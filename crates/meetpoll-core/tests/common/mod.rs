//! Shared fixtures for meetpoll-core integration tests.

#![allow(dead_code)]

use std::sync::atomic::{AtomicUsize, Ordering};
use std::sync::{Arc, Mutex};

use async_trait::async_trait;
use chrono::{DateTime, Duration, TimeZone, Utc};
use meetpoll_core::integrations::{MeetingStore, Notifier};
use meetpoll_core::{
    CoreError, CreatePoll, ManualClock, Meeting, MeetingDb, Poll, PollDb, PollService,
    TimeInterval, TokenAuthorizer,
};

pub const ORGANIZER: &str = "olga@example.com";
pub const ALICE: &str = "alice@example.com";
pub const BOB: &str = "bob@example.com";
pub const CAROL: &str = "carol@example.com";

pub fn t0() -> DateTime<Utc> {
    Utc.with_ymd_and_hms(2026, 3, 1, 12, 0, 0).unwrap()
}

/// Three half-hour options on 2026-03-05 at 09:00, 10:00, 11:00 UTC.
pub fn three_slots() -> Vec<TimeInterval> {
    [9, 10, 11]
        .iter()
        .map(|h| {
            let start = Utc.with_ymd_and_hms(2026, 3, 5, *h, 0, 0).unwrap();
            TimeInterval::new(start, start + Duration::minutes(30)).unwrap()
        })
        .collect()
}

// ============================================================================
// Collaborator doubles
// ============================================================================

/// Records every notification it receives.
#[derive(Default)]
pub struct RecordingNotifier {
    pub invites: Mutex<Vec<(String, String)>>,
    pub results: Mutex<Vec<(String, Vec<String>)>>,
}

#[async_trait]
impl Notifier for RecordingNotifier {
    async fn poll_invite(&self, poll: &Poll, recipient: &str, _token: &str) -> Result<(), CoreError> {
        self.invites
            .lock()
            .unwrap()
            .push((poll.id().to_string(), recipient.to_string()));
        Ok(())
    }

    async fn poll_result(&self, poll: &Poll, recipients: &[String]) -> Result<(), CoreError> {
        self.results
            .lock()
            .unwrap()
            .push((poll.id().to_string(), recipients.to_vec()));
        Ok(())
    }
}

/// Meeting store whose write-back fails until `failures` runs out.
pub struct FlakyMeetings {
    pub inner: Arc<MeetingDb>,
    pub failures: AtomicUsize,
    pub commits: AtomicUsize,
}

impl FlakyMeetings {
    pub fn new(inner: Arc<MeetingDb>, failures: usize) -> Self {
        Self {
            inner,
            failures: AtomicUsize::new(failures),
            commits: AtomicUsize::new(0),
        }
    }
}

#[async_trait]
impl MeetingStore for FlakyMeetings {
    async fn get_meeting(&self, meeting_id: &str) -> Result<Option<Meeting>, CoreError> {
        self.inner.get_meeting(meeting_id).await
    }

    async fn commit_decided_time(&self, meeting_id: &str, slot: TimeInterval) -> Result<(), CoreError> {
        let remaining = self.failures.load(Ordering::SeqCst);
        if remaining > 0 {
            self.failures.store(remaining - 1, Ordering::SeqCst);
            return Err(CoreError::external("meetings", "write-back unavailable"));
        }
        self.commits.fetch_add(1, Ordering::SeqCst);
        self.inner.commit_decided_time(meeting_id, slot).await
    }
}

// ============================================================================
// Fixture
// ============================================================================

pub struct Fixture {
    pub service: Arc<PollService>,
    pub polls: Arc<PollDb>,
    pub meetings: Arc<MeetingDb>,
    pub flaky: Arc<FlakyMeetings>,
    pub notifier: Arc<RecordingNotifier>,
    pub clock: Arc<ManualClock>,
    pub meeting: Meeting,
}

impl Fixture {
    pub async fn new() -> Self {
        Self::with_writeback_failures(0).await
    }

    pub async fn with_writeback_failures(failures: usize) -> Self {
        let polls = Arc::new(PollDb::open_in_memory().unwrap());
        let meetings = Arc::new(MeetingDb::open_in_memory().unwrap());
        let flaky = Arc::new(FlakyMeetings::new(meetings.clone(), failures));
        let notifier = Arc::new(RecordingNotifier::default());
        let clock = Arc::new(ManualClock::new(t0()));

        let meeting = Meeting::new(
            "Quarterly planning",
            ORGANIZER,
            &[ALICE.to_string(), BOB.to_string(), CAROL.to_string()],
            30,
        );
        meetings.insert(&meeting).await.unwrap();

        let service = PollService::new(
            polls.clone(),
            flaky.clone(),
            notifier.clone(),
            TokenAuthorizer::from_seed("integration-seed", Duration::hours(168)),
        )
        .with_clock(clock.clone());

        Self {
            service: Arc::new(service),
            polls,
            meetings,
            flaky,
            notifier,
            clock,
            meeting,
        }
    }

    pub fn create_request(&self, deadline: Option<DateTime<Utc>>) -> CreatePoll {
        CreatePoll {
            meeting_ref: self.meeting.id.clone(),
            organizer: ORGANIZER.to_string(),
            options: three_slots(),
            deadline,
        }
    }
}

++++

WHAT YOU ARE ASKED TO DO:
Print each entry exactly as it appears above.

RESPONSE:
filename crates/meetpoll-core/tests/common/mod.rs
//! Shared fixtures for meetpoll-core integration tests.

#![allow(dead_code)]

use std::sync::atomic::{AtomicUsize, Ordering};
use std::sync::{Arc, Mutex};

use async_trait::async_trait;
use chrono::{DateTime, Duration, TimeZone, Utc};
use meetpoll_core::integrations::{MeetingStore, Notifier};
use meetpoll_core::{
    CoreError, CreatePoll, ManualClock, Meeting, MeetingDb, Poll, PollDb, PollService,
    TimeInterval, TokenAuthorizer,
};

pub const ORGANIZER: &str = "olga@example.com";
pub const ALICE: &str = "alice@example.com";
pub const BOB: &str = "bob@example.com";
pub const CAROL: &str = "carol@example.com";

pub fn t0() -> DateTime<Utc> {
    Utc.with_ymd_and_hms(2026, 3, 1, 12, 0, 0).unwrap()
}

/// Three half-hour options on 2026-03-05 at 09:00, 10:00, 11:00 UTC.
pub fn three_slots() -> Vec<TimeInterval> {
    [9, 10, 11]
        .iter()
        .map(|h| {
            let start = Utc.with_ymd_and_hms(2026, 3, 5, *h, 0, 0).unwrap();
            TimeInterval::new(start, start + Duration::minutes(30)).unwrap()
        })
        .collect()
}

// ============================================================================
// Collaborator doubles
// ============================================================================

/// Records every notification it receives.
#[derive(Default)]
pub struct RecordingNotifier {
    pub invites: Mutex<Vec<(String, String)>>,
    pub results: Mutex<Vec<(String, Vec<String>)>>,
}

#[async_trait]
impl Notifier for RecordingNotifier {
    async fn poll_invite(&self, poll: &Poll, recipient: &str, _token: &str) -> Result<(), CoreError> {
        self.invites
            .lock()
            .unwrap()
            .push((poll.id().to_string(), recipient.to_string()));
        Ok(())
    }

    async fn poll_result(&self, poll: &Poll, recipients: &[String]) -> Result<(), CoreError> {
        self.results
            .lock()
            .unwrap()
            .push((poll.id().to_string(), recipients.to_vec()));
        Ok(())
    }
}

/// Meeting store whose write-back fails until `failures` runs out.
pub struct FlakyMeetings {
    pub inner: Arc<MeetingDb>,
    pub failures: AtomicUsize,
    pub commits: AtomicUsize,
}

impl FlakyMeetings {
    pub fn new(inner: Arc<MeetingDb>, failures: usize) -> Self {
        Self {
            inner,
            failures: AtomicUsize::new(failures),
            commits: AtomicUsize::new(0),
        }
    }
}

#[async_trait]
impl MeetingStore for FlakyMeetings {
    async fn get_meeting(&self, meeting_id: &str) -> Result<Option<Meeting>, CoreError> {
        self.inner.get_meeting(meeting_id).await
    }

    async fn commit_decided_time(&self, meeting_id: &str, slot: TimeInterval) -> Result<(), CoreError> {
        let remaining = self.failures.load(Ordering::SeqCst);
        if remaining > 0 {
            self.failures.store(remaining - 1, Ordering::SeqCst);
            return Err(CoreError::external("meetings", "write-back unavailable"));
        }
        self.commits.fetch_add(1, Ordering::SeqCst);
        self.inner.commit_decided_time(meeting_id, slot).await
    }
}

// ============================================================================
// Fixture
// ============================================================================

pub struct Fixture {
    pub service: Arc<PollService>,
    pub polls: Arc<PollDb>,
    pub meetings: Arc<MeetingDb>,
    pub flaky: Arc<FlakyMeetings>,
    pub notifier: Arc<RecordingNotifier>,
    pub clock: Arc<ManualClock>,
    pub meeting: Meeting,
}

impl Fixture {
    pub async fn new() -> Self {
        Self::with_writeback_failures(0).await
    }

    pub async fn with_writeback_failures(failures: usize) -> Self {
        let polls = Arc::new(PollDb::open_in_memory().unwrap());
        let meetings = Arc::new(MeetingDb::open_in_memory().unwrap());
        let flaky = Arc::new(FlakyMeetings::new(meetings.clone(), failures));
        let notifier = Arc::new(RecordingNotifier::default());
        let clock = Arc::new(ManualClock::new(t0()));

        let meeting = Meeting::new(
            "Quarterly planning",
            ORGANIZER,
            &[ALICE.to_string(), BOB.to_string(), CAROL.to_string()],
            30,
        );
        meetings.insert(&meeting).await.unwrap();

        let service = PollService::new(
            polls.clone(),
            flaky.clone(),
            notifier.clone(),
            TokenAuthorizer::from_seed("integration-seed", Duration::hours(168)),
        )
        .with_clock(clock.clone());

        Self {
            service: Arc::new(service),
            polls,
            meetings,
            flaky,
            notifier,
            clock,
            meeting,
        }
    }

    pub fn create_request(&self, deadline: Option<DateTime<Utc>>) -> CreatePoll {
        CreatePoll {
            meeting_ref: self.meeting.id.clone(),
            organizer: ORGANIZER.to_string(),
            options: three_slots(),
            deadline,
        }
    }
}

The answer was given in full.